//! # Configuration Settings
//!
//! Defines the settings structures for vaultsync actions.

use std::fmt;
use std::path::PathBuf;
use std::str::FromStr;

use serde::{Deserialize, Serialize};
use validator::Validate;

use crate::errors::{Error, Result};
use crate::planner::DiffPolicy;

/// Default number of parallel workers
pub const DEFAULT_WORKERS: usize = 10;

/// Default file written by the list action
pub const DEFAULT_LIST_OUTPUT_FILE: &str = "/tmp/vaultsync.out";

/// Default bound on namespace nesting
pub const DEFAULT_MAX_DEPTH: usize = 64;

/// Environment prefix for all vaultsync variables
pub const ENV_PREFIX: &str = "VAULTSYNC";

/// The action a run performs
#[derive(Debug, Clone, Copy, PartialEq, Eq, Serialize, Deserialize)]
#[serde(rename_all = "snake_case")]
pub enum SyncAction {
    /// Dump the source tree to a snapshot file
    List,
    /// Write missing (or differing) source keys to the destination
    Copy,
    /// Copy, and report destination-only keys as deletion candidates
    Mirror,
}

impl SyncAction {
    pub fn writes_destination(self) -> bool {
        matches!(self, SyncAction::Copy | SyncAction::Mirror)
    }
}

impl fmt::Display for SyncAction {
    fn fmt(&self, f: &mut fmt::Formatter<'_>) -> fmt::Result {
        match self {
            SyncAction::List => f.write_str("list"),
            SyncAction::Copy => f.write_str("copy"),
            SyncAction::Mirror => f.write_str("mirror"),
        }
    }
}

impl FromStr for SyncAction {
    type Err = Error;

    fn from_str(s: &str) -> Result<Self> {
        match s.to_lowercase().as_str() {
            "list" => Ok(SyncAction::List),
            "copy" => Ok(SyncAction::Copy),
            "mirror" => Ok(SyncAction::Mirror),
            other => Err(Error::config(format!(
                "Unsupported action '{}'. Use 'list', 'copy' or 'mirror'.",
                other
            ))),
        }
    }
}

/// Connection settings for one Vault server
#[derive(Clone, Serialize, Deserialize, PartialEq)]
pub struct VaultConfig {
    /// Vault server address (e.g., "https://vault.example.com:8200")
    pub address: String,

    /// Vault authentication token
    pub token: String,

    /// Vault namespace (for Enterprise multi-tenancy)
    #[serde(default)]
    pub namespace: Option<String>,

    /// Per-request timeout in seconds
    #[serde(default = "default_timeout_seconds")]
    pub timeout_seconds: u64,
}

fn default_timeout_seconds() -> u64 {
    30
}

impl fmt::Debug for VaultConfig {
    fn fmt(&self, f: &mut fmt::Formatter<'_>) -> fmt::Result {
        f.debug_struct("VaultConfig")
            .field("address", &self.address)
            .field("token", &if self.token.is_empty() { "" } else { "[REDACTED]" })
            .field("namespace", &self.namespace)
            .field("timeout_seconds", &self.timeout_seconds)
            .finish()
    }
}

impl VaultConfig {
    pub fn new(address: impl Into<String>, token: impl Into<String>) -> Self {
        Self {
            address: address.into(),
            token: token.into(),
            namespace: None,
            timeout_seconds: default_timeout_seconds(),
        }
    }

    /// Load a server configuration from environment variables.
    ///
    /// Uses `VAULTSYNC_<ROLE>_VAULT_ADDR`, `VAULTSYNC_<ROLE>_VAULT_TOKEN` and
    /// `VAULTSYNC_<ROLE>_VAULT_NAMESPACE`. Returns `None` when no address is set.
    pub fn from_env(role: &str) -> Option<Self> {
        let var = |name: &str| std::env::var(format!("{}_{}_VAULT_{}", ENV_PREFIX, role, name)).ok();

        let address = var("ADDR")?;
        let token = var("TOKEN").unwrap_or_default();
        let namespace = var("NAMESPACE");

        Some(Self { address, token, namespace, timeout_seconds: default_timeout_seconds() })
    }

    fn is_complete(&self) -> bool {
        !self.address.is_empty() && !self.token.is_empty()
    }
}

/// Where the source tree comes from
#[derive(Debug, Clone, Serialize, Deserialize, PartialEq)]
#[serde(rename_all = "snake_case")]
pub enum SourceConfig {
    /// A live Vault server
    Vault(VaultConfig),
    /// A snapshot file produced by the list action
    File(PathBuf),
}

/// Settings for one sync action
#[derive(Debug, Clone, Serialize, Deserialize, Validate)]
pub struct SyncSettings {
    /// Number of parallel workers (and store handles per side)
    #[validate(range(min = 1, message = "workers must be > 0"))]
    pub workers: usize,

    pub action: SyncAction,

    pub source: SourceConfig,

    /// Required for copy and mirror
    pub destination: Option<VaultConfig>,

    /// Explicit KV mount root, skips mount discovery
    pub kv_root: Option<String>,

    pub diff_policy: DiffPolicy,

    /// Snapshot file written by the list action
    pub list_output_file: PathBuf,

    /// Maximum namespace depth before the walk is aborted
    #[validate(range(min = 1, message = "max_depth must be > 0"))]
    pub max_depth: usize,
}

impl Default for SyncSettings {
    fn default() -> Self {
        Self {
            workers: DEFAULT_WORKERS,
            action: SyncAction::List,
            source: SourceConfig::Vault(VaultConfig::new("http://127.0.0.1:8200", "")),
            destination: None,
            kv_root: None,
            diff_policy: DiffPolicy::Presence,
            list_output_file: PathBuf::from(DEFAULT_LIST_OUTPUT_FILE),
            max_depth: DEFAULT_MAX_DEPTH,
        }
    }
}

impl SyncSettings {
    /// Validate the entire configuration
    pub fn validate(&self) -> Result<()> {
        Validate::validate(self).map_err(Error::from)?;
        self.validate_custom()
    }

    /// Cross-field rules the validator attributes cannot express
    fn validate_custom(&self) -> Result<()> {
        match (&self.source, self.action) {
            (SourceConfig::File(_), SyncAction::List) => {
                return Err(Error::config(
                    "A source snapshot file must be used together with copy or mirror",
                ));
            }
            (SourceConfig::File(path), _) if path.as_os_str().is_empty() => {
                return Err(Error::config("Source snapshot file path cannot be empty"));
            }
            (SourceConfig::Vault(source), _) if !source.is_complete() => {
                return Err(Error::config("Source Vault address and token are required"));
            }
            _ => {}
        }

        if self.action.writes_destination() {
            match &self.destination {
                None => {
                    return Err(Error::config(format!(
                        "A destination Vault is required for {}",
                        self.action
                    )))
                }
                Some(destination) if destination.address.is_empty() => {
                    return Err(Error::config("Unspecified destination Vault address"))
                }
                Some(destination) if destination.token.is_empty() => {
                    return Err(Error::config("Unspecified destination Vault token"))
                }
                Some(_) => {}
            }
        }

        if matches!(&self.kv_root, Some(root) if root.trim_matches('/').is_empty()) {
            return Err(Error::config("KV root override cannot be empty"));
        }

        Ok(())
    }

    /// Convert a signed worker count from user input.
    pub fn workers_from(value: i64) -> Result<usize> {
        usize::try_from(value).ok().filter(|workers| *workers > 0).ok_or_else(|| {
            Error::config(format!("Illegal value {} for workers; it must be > 0", value))
        })
    }
}

/// Logging configuration
#[derive(Debug, Clone, Serialize, Deserialize, Validate)]
pub struct ObservabilityConfig {
    /// Log level (trace, debug, info, warn, error) or a full filter directive
    #[validate(length(min = 1, message = "Log level cannot be empty"))]
    pub log_level: String,

    /// Enable JSON structured logging
    pub json_logging: bool,
}

impl Default for ObservabilityConfig {
    fn default() -> Self {
        Self { log_level: "info".to_string(), json_logging: false }
    }
}

impl ObservabilityConfig {
    /// Create from `VAULTSYNC_LOG_LEVEL` and `VAULTSYNC_LOG_JSON`
    pub fn from_env() -> Self {
        let defaults = Self::default();

        let log_level =
            std::env::var(format!("{}_LOG_LEVEL", ENV_PREFIX)).unwrap_or(defaults.log_level);

        let json_logging = std::env::var(format!("{}_LOG_JSON", ENV_PREFIX))
            .map(|s| s.to_lowercase() == "true" || s == "1")
            .unwrap_or(defaults.json_logging);

        Self { log_level, json_logging }
    }
}

#[cfg(test)]
mod tests {
    use super::*;

    fn copy_settings() -> SyncSettings {
        SyncSettings {
            action: SyncAction::Copy,
            source: SourceConfig::Vault(VaultConfig::new("http://src:8200", "src-token")),
            destination: Some(VaultConfig::new("http://dst:8200", "dst-token")),
            ..Default::default()
        }
    }

    #[test]
    fn test_valid_copy_settings() {
        assert!(copy_settings().validate().is_ok());
    }

    #[test]
    fn test_zero_workers_rejected() {
        let settings = SyncSettings { workers: 0, ..copy_settings() };
        let err = settings.validate().unwrap_err();
        assert!(matches!(err, Error::Config(ref msg) if msg.contains("workers")));
    }

    #[test]
    fn test_workers_from_signed() {
        assert_eq!(SyncSettings::workers_from(4).unwrap(), 4);
        assert!(SyncSettings::workers_from(0).is_err());
        assert!(SyncSettings::workers_from(-3).is_err());
    }

    #[test]
    fn test_copy_requires_destination() {
        let settings = SyncSettings { destination: None, ..copy_settings() };
        assert!(matches!(settings.validate(), Err(Error::Config(_))));

        let settings = SyncSettings {
            destination: Some(VaultConfig::new("http://dst:8200", "")),
            ..copy_settings()
        };
        let err = settings.validate().unwrap_err();
        assert!(err.to_string().contains("token"));
    }

    #[test]
    fn test_file_source_only_with_copy() {
        let settings = SyncSettings {
            action: SyncAction::List,
            source: SourceConfig::File(PathBuf::from("/tmp/in.txt")),
            ..Default::default()
        };
        assert!(matches!(settings.validate(), Err(Error::Config(_))));

        let settings = SyncSettings {
            source: SourceConfig::File(PathBuf::from("/tmp/in.txt")),
            ..copy_settings()
        };
        assert!(settings.validate().is_ok());
    }

    #[test]
    fn test_list_needs_no_destination() {
        let settings = SyncSettings {
            action: SyncAction::List,
            source: SourceConfig::Vault(VaultConfig::new("http://src:8200", "t")),
            ..Default::default()
        };
        assert!(settings.validate().is_ok());
    }

    #[test]
    fn test_action_from_str() {
        assert_eq!("Mirror".parse::<SyncAction>().unwrap(), SyncAction::Mirror);
        assert!("sync".parse::<SyncAction>().is_err());
    }

    #[test]
    fn test_vault_config_debug_redacts_token() {
        let debug = format!("{:?}", VaultConfig::new("http://a", "s.very-secret"));
        assert!(!debug.contains("s.very-secret"));
    }

    #[test]
    fn test_vault_config_from_env() {
        std::env::set_var("VAULTSYNC_ENVTEST_VAULT_ADDR", "http://env:8200");
        std::env::set_var("VAULTSYNC_ENVTEST_VAULT_TOKEN", "env-token");

        let config = VaultConfig::from_env("ENVTEST").unwrap();
        assert_eq!(config.address, "http://env:8200");
        assert_eq!(config.token, "env-token");
        assert!(config.namespace.is_none());

        std::env::remove_var("VAULTSYNC_ENVTEST_VAULT_ADDR");
        std::env::remove_var("VAULTSYNC_ENVTEST_VAULT_TOKEN");
        assert!(VaultConfig::from_env("ENVTEST").is_none());
    }
}
//! Output formatting for run summaries

use anyhow::{Context, Result};
use serde::Serialize;

use crate::engine::KeyStatus;
use crate::pipeline::RunSummary;

/// Output format options
#[derive(Debug, Clone, Copy, PartialEq, Eq)]
pub enum OutputFormat {
    Json,
    Table,
}

impl OutputFormat {
    /// Parse output format from string
    pub fn from_str(s: &str) -> Result<Self> {
        match s.to_lowercase().as_str() {
            "json" => Ok(OutputFormat::Json),
            "table" => Ok(OutputFormat::Table),
            _ => anyhow::bail!("Unsupported output format: '{}'. Use 'json' or 'table'.", s),
        }
    }
}

/// Print a run summary in the requested format
pub fn print_summary(summary: &RunSummary, format: OutputFormat) -> Result<()> {
    match format {
        OutputFormat::Json => print_json(summary),
        OutputFormat::Table => {
            print_summary_table(summary);
            Ok(())
        }
    }
}

/// Print data as JSON
pub fn print_json<T: Serialize>(data: &T) -> Result<()> {
    let json = serde_json::to_string_pretty(data).context("Failed to serialize to JSON")?;
    println!("{}", json);
    Ok(())
}

fn print_summary_table(summary: &RunSummary) {
    println!("Action:        {}", summary.action);
    println!("Mount:         {}", summary.mount);
    println!("Source keys:   {}", summary.source_keys);
    if summary.action.writes_destination() {
        println!("Dest keys:     {}", summary.destination_keys);
        println!("Unchanged:     {}", summary.unchanged);
    }
    println!("Planned:       {}", summary.planned);
    println!("Succeeded:     {}", summary.report.copied());
    println!("Failed:        {}", summary.report.failed());
    if let Some(file) = &summary.output_file {
        println!("Snapshot:      {}", file.display());
    }

    let failures: Vec<_> = summary.report.failures().collect();
    if !failures.is_empty() {
        print_table_header(&[("Path", 50), ("Worker", 6), ("Reason", 40)]);
        for outcome in failures {
            let reason = match &outcome.status {
                KeyStatus::Failed(reason) => reason.as_str(),
                KeyStatus::Copied => "",
            };
            println!(
                "{:<50} {:<6} {}",
                truncate(&outcome.path, 48),
                outcome.worker,
                truncate(reason, 40)
            );
        }
    }

    if !summary.delete_candidates.is_empty() {
        println!();
        println!("Destination-only keys (not deleted):");
        for path in &summary.delete_candidates {
            println!("  {}", path);
        }
    }
}

/// Truncate string to maximum length with ellipsis
pub fn truncate(s: &str, max_len: usize) -> String {
    if s.chars().count() <= max_len {
        s.to_string()
    } else {
        let kept: String = s.chars().take(max_len.saturating_sub(3)).collect();
        format!("{}...", kept)
    }
}

/// Print a horizontal separator line
pub fn print_separator(width: usize) {
    println!("{}", "-".repeat(width));
}

/// Print a table header
pub fn print_table_header(columns: &[(&str, usize)]) {
    println!();
    let mut header = String::new();
    for (name, width) in columns {
        header.push_str(&format!("{:<width$} ", name, width = *width));
    }
    println!("{}", header.trim());

    let total_width: usize = columns.iter().map(|(_, w)| w + 1).sum();
    print_separator(total_width.saturating_sub(1));
}

#[cfg(test)]
mod tests {
    use super::*;

    #[test]
    fn test_output_format_from_str() {
        assert_eq!(OutputFormat::from_str("json").unwrap(), OutputFormat::Json);
        assert_eq!(OutputFormat::from_str("TABLE").unwrap(), OutputFormat::Table);
        assert!(OutputFormat::from_str("yaml").is_err());
    }

    #[test]
    fn test_truncate() {
        assert_eq!(truncate("hello", 10), "hello");
        assert_eq!(truncate("hello world", 8), "hello...");
        assert_eq!(truncate("hello", 3), "...");
        assert_eq!(truncate("sécrét/path", 7), "sécr...");
    }
}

== Your assignment ==
All lines with the word "OutputFormat" need to be copied from the data above.

== Task response ==
pub enum OutputFormat {
impl OutputFormat {
            "json" => Ok(OutputFormat::Json),
            "table" => Ok(OutputFormat::Table),
pub fn print_summary(summary: &RunSummary, format: OutputFormat) -> Result<()> {
        OutputFormat::Json => print_json(summary),
        OutputFormat::Table => {
        assert_eq!(OutputFormat::from_str("json").unwrap(), OutputFormat::Json);
        assert_eq!(OutputFormat::from_str("TABLE").unwrap(), OutputFormat::Table);
        assert!(OutputFormat::from_str("yaml").is_err());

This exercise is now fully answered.